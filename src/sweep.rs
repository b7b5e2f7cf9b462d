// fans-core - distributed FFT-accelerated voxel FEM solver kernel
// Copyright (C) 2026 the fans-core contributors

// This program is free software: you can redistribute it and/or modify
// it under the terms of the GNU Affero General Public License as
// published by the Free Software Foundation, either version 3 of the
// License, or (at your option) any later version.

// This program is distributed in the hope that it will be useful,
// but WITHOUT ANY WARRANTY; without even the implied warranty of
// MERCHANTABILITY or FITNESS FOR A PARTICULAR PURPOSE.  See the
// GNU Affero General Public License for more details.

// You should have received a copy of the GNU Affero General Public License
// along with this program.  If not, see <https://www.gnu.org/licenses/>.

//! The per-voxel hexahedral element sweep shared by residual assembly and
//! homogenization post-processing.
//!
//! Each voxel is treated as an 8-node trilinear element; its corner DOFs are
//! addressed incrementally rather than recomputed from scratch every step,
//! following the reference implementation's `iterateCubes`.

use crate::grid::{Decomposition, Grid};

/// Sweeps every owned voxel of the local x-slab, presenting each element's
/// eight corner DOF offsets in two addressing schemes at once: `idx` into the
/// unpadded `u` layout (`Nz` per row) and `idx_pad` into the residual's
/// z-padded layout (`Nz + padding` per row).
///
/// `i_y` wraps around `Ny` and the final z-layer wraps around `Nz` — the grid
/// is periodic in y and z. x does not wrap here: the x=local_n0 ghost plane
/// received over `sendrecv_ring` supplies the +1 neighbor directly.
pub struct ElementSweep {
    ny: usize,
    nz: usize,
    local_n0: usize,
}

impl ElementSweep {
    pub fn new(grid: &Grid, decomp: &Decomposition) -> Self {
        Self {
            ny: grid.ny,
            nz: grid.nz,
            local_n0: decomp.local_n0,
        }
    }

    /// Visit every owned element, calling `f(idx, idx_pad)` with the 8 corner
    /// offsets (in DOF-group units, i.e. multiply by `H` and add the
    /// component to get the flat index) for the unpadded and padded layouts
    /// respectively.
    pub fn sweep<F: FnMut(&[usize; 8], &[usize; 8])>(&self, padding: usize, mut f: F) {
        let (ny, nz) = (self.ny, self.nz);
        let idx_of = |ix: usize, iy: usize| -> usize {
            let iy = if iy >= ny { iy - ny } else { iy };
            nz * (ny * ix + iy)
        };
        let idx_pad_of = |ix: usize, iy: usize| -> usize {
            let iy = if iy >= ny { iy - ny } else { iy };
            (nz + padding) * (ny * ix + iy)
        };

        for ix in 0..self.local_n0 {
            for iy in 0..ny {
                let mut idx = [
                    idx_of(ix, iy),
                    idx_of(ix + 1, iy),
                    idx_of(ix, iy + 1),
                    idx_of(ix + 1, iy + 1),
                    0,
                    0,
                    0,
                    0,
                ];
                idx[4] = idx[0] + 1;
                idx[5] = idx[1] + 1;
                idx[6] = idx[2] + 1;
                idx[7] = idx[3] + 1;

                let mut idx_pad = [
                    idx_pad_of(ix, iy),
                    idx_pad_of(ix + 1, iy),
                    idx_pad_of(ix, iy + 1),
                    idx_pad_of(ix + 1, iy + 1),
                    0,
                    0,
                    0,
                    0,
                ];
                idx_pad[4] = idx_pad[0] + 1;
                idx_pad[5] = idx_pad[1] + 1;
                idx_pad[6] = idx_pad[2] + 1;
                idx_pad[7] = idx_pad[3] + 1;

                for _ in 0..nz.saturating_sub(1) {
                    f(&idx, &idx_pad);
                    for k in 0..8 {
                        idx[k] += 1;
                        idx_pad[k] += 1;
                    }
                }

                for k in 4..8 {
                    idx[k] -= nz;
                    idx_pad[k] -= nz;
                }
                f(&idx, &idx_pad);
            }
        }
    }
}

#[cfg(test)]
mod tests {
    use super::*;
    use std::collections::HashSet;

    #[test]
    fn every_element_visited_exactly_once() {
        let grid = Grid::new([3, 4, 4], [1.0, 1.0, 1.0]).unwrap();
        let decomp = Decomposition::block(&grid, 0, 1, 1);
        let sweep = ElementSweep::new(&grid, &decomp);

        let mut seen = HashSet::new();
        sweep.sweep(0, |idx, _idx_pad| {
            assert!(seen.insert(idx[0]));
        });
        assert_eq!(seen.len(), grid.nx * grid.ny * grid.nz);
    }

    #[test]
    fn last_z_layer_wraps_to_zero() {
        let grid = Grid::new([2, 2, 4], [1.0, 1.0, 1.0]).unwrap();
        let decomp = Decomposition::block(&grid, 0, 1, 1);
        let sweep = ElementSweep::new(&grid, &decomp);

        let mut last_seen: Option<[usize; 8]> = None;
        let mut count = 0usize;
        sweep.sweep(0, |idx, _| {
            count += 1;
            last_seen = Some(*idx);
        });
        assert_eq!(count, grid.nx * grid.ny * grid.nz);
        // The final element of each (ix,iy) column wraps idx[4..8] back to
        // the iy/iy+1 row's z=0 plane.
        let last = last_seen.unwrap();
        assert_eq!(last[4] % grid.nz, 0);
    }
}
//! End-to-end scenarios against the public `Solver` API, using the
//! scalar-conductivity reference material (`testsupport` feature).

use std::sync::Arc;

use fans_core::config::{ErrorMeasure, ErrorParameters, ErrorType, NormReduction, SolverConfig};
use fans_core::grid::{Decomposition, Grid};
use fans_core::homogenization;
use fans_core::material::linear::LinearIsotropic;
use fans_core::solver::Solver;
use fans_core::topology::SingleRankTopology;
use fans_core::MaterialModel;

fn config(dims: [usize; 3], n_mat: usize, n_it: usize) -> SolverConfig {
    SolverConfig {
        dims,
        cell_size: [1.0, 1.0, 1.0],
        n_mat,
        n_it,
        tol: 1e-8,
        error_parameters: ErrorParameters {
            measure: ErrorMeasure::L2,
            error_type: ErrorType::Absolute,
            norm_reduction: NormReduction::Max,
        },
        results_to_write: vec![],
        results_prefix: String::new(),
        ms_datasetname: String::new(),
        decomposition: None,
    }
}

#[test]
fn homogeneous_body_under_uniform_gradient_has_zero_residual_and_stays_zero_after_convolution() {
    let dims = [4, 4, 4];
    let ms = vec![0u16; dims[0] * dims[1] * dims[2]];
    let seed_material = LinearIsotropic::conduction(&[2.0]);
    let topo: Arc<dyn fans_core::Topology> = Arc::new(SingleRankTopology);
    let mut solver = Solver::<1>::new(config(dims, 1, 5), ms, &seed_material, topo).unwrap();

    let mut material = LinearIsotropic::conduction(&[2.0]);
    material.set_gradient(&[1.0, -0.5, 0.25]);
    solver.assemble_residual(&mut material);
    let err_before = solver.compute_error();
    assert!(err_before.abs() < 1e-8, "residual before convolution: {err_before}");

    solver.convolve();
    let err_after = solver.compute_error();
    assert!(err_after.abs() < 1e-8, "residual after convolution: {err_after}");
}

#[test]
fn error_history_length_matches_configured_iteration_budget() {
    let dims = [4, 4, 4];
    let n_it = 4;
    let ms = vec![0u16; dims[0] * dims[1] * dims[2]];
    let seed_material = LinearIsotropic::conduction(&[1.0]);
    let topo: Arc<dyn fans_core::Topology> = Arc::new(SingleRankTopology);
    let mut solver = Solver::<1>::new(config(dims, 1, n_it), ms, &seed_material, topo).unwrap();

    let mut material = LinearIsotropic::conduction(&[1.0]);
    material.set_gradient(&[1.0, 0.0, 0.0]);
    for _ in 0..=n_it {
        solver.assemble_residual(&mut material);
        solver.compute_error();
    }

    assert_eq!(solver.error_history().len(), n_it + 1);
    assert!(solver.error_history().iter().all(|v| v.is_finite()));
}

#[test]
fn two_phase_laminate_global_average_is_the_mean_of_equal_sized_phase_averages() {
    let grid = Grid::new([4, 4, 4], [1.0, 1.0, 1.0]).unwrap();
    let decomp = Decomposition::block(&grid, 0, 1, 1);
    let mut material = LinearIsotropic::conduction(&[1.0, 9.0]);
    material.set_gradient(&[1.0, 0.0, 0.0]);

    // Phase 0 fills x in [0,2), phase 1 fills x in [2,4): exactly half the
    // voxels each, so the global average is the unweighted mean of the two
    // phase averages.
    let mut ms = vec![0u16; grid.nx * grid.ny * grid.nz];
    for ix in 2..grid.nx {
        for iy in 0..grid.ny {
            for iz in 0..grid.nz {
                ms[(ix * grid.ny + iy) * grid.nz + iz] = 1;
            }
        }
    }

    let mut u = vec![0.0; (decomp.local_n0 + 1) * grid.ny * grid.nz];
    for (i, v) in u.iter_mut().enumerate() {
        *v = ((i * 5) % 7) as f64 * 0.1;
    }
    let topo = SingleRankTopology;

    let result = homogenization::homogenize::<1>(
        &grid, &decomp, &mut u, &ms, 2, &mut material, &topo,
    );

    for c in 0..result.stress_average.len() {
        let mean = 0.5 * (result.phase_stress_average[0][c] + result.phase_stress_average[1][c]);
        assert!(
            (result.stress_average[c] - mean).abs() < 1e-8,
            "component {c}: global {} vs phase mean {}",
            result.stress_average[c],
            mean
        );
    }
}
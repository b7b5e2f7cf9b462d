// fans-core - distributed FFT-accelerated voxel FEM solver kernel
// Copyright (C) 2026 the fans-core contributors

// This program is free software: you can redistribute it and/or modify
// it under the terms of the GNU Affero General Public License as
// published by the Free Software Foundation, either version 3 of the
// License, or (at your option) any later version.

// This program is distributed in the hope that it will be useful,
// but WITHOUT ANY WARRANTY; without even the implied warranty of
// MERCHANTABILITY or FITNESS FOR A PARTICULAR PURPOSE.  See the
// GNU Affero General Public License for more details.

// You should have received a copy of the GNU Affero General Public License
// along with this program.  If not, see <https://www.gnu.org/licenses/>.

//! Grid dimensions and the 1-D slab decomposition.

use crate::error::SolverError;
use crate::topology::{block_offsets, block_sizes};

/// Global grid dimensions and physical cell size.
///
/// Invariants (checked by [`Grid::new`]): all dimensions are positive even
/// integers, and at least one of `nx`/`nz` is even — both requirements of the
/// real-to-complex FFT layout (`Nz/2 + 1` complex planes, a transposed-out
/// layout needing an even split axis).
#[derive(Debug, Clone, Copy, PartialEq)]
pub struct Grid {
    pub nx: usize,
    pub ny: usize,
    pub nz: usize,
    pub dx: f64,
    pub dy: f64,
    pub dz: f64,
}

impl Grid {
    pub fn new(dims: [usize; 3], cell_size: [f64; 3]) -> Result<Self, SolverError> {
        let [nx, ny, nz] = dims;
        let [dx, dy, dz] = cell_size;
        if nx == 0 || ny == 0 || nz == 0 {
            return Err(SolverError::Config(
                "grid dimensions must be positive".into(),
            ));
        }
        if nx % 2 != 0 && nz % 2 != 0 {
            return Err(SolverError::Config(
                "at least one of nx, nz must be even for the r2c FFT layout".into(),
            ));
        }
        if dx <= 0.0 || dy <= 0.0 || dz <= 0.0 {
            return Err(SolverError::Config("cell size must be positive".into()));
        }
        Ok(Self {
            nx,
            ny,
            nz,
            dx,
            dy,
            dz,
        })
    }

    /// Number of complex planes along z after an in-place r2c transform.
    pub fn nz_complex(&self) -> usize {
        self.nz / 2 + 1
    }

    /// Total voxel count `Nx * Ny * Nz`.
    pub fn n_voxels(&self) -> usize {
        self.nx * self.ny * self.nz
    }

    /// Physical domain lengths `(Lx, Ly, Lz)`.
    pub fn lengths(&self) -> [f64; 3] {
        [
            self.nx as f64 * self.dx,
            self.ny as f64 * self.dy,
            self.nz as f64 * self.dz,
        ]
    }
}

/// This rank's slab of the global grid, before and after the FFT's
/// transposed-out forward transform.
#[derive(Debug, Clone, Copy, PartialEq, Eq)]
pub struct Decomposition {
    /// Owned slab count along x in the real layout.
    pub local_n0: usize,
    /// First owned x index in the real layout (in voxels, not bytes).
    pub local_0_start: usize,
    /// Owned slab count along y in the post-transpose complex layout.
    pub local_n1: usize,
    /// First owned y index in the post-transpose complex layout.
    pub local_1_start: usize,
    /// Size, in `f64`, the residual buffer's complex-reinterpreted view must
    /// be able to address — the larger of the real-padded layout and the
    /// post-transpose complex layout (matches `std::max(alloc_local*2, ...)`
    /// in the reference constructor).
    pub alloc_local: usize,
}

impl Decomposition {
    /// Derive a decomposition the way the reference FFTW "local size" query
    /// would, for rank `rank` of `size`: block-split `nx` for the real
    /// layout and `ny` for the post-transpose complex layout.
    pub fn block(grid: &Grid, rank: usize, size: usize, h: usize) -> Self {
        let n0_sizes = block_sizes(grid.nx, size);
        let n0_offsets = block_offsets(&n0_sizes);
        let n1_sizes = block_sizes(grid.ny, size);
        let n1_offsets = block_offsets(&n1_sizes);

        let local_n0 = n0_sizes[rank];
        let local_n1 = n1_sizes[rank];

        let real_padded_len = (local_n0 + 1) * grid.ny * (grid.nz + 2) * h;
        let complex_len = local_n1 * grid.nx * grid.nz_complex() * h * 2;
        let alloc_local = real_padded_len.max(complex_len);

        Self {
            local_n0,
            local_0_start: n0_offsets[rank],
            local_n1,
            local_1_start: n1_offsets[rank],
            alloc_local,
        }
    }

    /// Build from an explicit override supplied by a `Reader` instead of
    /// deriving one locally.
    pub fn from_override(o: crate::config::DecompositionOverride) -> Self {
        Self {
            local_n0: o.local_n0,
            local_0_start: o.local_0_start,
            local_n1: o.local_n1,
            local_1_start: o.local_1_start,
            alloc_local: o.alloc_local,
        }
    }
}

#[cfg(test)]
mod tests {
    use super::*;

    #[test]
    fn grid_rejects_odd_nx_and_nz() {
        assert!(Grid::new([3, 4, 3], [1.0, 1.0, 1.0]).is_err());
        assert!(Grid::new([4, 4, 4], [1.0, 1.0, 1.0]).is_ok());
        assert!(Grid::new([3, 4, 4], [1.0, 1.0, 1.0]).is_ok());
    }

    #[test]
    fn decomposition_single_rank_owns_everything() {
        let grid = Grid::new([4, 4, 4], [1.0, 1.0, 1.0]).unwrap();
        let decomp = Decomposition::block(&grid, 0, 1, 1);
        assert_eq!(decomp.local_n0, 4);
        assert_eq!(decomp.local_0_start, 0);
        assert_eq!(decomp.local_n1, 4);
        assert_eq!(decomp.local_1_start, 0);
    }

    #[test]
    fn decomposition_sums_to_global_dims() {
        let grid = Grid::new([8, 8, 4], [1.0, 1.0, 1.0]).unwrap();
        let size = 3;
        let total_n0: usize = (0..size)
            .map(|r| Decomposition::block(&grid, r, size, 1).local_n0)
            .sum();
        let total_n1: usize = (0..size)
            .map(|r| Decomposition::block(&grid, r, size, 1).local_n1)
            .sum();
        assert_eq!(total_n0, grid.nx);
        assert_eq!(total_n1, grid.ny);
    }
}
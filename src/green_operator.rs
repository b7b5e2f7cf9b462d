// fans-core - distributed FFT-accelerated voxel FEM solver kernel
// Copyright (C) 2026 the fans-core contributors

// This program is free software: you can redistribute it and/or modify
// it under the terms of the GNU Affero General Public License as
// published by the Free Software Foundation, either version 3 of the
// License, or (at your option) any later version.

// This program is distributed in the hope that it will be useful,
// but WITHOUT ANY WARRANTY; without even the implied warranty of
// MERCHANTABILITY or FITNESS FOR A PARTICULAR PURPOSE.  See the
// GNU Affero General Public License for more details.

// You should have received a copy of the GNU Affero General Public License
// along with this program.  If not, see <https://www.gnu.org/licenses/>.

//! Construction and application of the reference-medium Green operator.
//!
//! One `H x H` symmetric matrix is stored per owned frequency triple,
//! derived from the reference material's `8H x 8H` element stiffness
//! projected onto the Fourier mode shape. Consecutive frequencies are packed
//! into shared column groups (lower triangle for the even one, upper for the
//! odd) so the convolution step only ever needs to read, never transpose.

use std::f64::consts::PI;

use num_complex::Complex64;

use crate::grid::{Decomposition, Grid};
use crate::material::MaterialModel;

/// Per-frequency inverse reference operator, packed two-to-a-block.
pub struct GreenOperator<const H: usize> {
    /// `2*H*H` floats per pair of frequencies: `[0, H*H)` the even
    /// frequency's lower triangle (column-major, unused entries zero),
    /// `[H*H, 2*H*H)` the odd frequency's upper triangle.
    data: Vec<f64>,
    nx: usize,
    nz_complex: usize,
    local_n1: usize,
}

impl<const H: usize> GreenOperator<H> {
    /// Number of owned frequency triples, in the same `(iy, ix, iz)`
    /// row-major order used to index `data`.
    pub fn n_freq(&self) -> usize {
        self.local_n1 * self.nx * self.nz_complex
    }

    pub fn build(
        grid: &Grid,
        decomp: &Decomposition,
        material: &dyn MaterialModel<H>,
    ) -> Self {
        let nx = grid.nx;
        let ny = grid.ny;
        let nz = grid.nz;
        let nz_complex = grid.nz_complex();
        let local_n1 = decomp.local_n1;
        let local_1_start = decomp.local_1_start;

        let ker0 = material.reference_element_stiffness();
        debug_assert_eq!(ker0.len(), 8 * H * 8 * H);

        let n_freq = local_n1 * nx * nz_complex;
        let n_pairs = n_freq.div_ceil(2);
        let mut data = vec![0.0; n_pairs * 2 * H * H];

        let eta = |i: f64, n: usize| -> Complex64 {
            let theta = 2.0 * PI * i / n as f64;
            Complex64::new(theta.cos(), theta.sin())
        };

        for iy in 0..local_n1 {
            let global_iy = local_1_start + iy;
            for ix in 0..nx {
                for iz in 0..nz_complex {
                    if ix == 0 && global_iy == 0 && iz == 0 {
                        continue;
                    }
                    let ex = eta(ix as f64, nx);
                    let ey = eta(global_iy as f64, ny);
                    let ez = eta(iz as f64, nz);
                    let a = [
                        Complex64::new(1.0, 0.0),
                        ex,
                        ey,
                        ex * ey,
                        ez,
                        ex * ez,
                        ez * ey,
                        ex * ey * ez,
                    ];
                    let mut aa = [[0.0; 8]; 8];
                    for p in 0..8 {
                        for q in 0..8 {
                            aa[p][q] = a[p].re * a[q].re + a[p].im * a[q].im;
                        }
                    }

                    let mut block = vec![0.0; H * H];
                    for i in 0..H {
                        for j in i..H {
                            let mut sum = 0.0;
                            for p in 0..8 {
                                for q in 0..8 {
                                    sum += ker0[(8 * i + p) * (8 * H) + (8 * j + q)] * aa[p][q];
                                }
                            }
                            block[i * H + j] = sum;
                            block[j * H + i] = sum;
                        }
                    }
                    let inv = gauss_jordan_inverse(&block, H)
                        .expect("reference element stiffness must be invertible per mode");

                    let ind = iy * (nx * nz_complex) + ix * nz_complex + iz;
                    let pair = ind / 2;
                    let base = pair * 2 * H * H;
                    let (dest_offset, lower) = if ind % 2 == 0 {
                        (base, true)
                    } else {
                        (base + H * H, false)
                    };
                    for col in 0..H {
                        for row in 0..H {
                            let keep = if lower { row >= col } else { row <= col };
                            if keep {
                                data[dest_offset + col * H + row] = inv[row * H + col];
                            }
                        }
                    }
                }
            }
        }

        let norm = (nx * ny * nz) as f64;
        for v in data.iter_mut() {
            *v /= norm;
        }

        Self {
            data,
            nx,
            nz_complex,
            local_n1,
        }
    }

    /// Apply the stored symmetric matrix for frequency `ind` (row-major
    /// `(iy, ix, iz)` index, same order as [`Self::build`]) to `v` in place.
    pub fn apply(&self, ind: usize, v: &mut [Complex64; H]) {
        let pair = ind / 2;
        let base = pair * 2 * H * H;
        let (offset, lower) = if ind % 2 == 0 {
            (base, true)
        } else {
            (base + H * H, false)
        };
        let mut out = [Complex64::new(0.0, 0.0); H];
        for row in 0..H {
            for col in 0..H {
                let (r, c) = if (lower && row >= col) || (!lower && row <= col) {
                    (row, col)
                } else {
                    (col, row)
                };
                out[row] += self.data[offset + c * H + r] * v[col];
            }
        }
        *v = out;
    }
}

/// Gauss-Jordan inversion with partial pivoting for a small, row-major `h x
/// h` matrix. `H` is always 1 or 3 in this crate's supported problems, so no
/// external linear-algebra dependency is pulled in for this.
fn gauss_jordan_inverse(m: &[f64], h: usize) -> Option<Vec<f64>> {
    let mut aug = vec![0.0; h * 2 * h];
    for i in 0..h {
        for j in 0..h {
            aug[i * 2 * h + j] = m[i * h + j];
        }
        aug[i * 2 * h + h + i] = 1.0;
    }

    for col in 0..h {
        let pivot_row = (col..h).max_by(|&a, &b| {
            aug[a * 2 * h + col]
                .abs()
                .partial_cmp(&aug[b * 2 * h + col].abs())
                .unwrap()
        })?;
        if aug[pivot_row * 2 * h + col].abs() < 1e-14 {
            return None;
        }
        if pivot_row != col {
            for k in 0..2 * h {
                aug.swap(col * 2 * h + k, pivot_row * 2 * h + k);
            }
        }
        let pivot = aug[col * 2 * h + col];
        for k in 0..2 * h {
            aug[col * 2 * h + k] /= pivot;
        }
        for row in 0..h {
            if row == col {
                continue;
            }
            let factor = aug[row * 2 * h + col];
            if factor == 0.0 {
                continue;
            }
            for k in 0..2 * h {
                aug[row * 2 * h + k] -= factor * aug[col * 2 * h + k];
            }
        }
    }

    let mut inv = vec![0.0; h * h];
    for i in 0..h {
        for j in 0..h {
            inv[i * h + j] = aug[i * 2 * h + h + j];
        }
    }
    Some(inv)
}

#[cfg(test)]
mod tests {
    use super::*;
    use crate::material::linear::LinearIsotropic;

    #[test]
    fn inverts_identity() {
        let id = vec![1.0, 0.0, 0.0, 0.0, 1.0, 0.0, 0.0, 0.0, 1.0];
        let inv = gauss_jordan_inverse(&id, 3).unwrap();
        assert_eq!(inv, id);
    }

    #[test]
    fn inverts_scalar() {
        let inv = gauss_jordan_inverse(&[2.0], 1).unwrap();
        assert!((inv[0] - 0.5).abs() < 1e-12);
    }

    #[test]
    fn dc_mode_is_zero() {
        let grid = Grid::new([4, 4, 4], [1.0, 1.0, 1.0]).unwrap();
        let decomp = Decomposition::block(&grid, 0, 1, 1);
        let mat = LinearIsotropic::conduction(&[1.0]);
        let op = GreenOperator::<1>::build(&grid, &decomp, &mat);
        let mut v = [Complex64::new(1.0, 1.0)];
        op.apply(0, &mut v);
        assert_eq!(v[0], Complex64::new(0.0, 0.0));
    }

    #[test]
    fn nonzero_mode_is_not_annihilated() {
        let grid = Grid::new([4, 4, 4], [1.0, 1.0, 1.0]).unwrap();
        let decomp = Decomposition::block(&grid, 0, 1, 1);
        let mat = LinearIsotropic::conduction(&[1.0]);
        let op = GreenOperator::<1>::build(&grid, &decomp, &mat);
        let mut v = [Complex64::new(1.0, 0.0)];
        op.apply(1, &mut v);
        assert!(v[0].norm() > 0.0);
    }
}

□ □ □ □

EXERCISE PROMPT: Search the data for the string "index" and say how many lines include it, giving only the number.

EXERCISE ANSWER: 5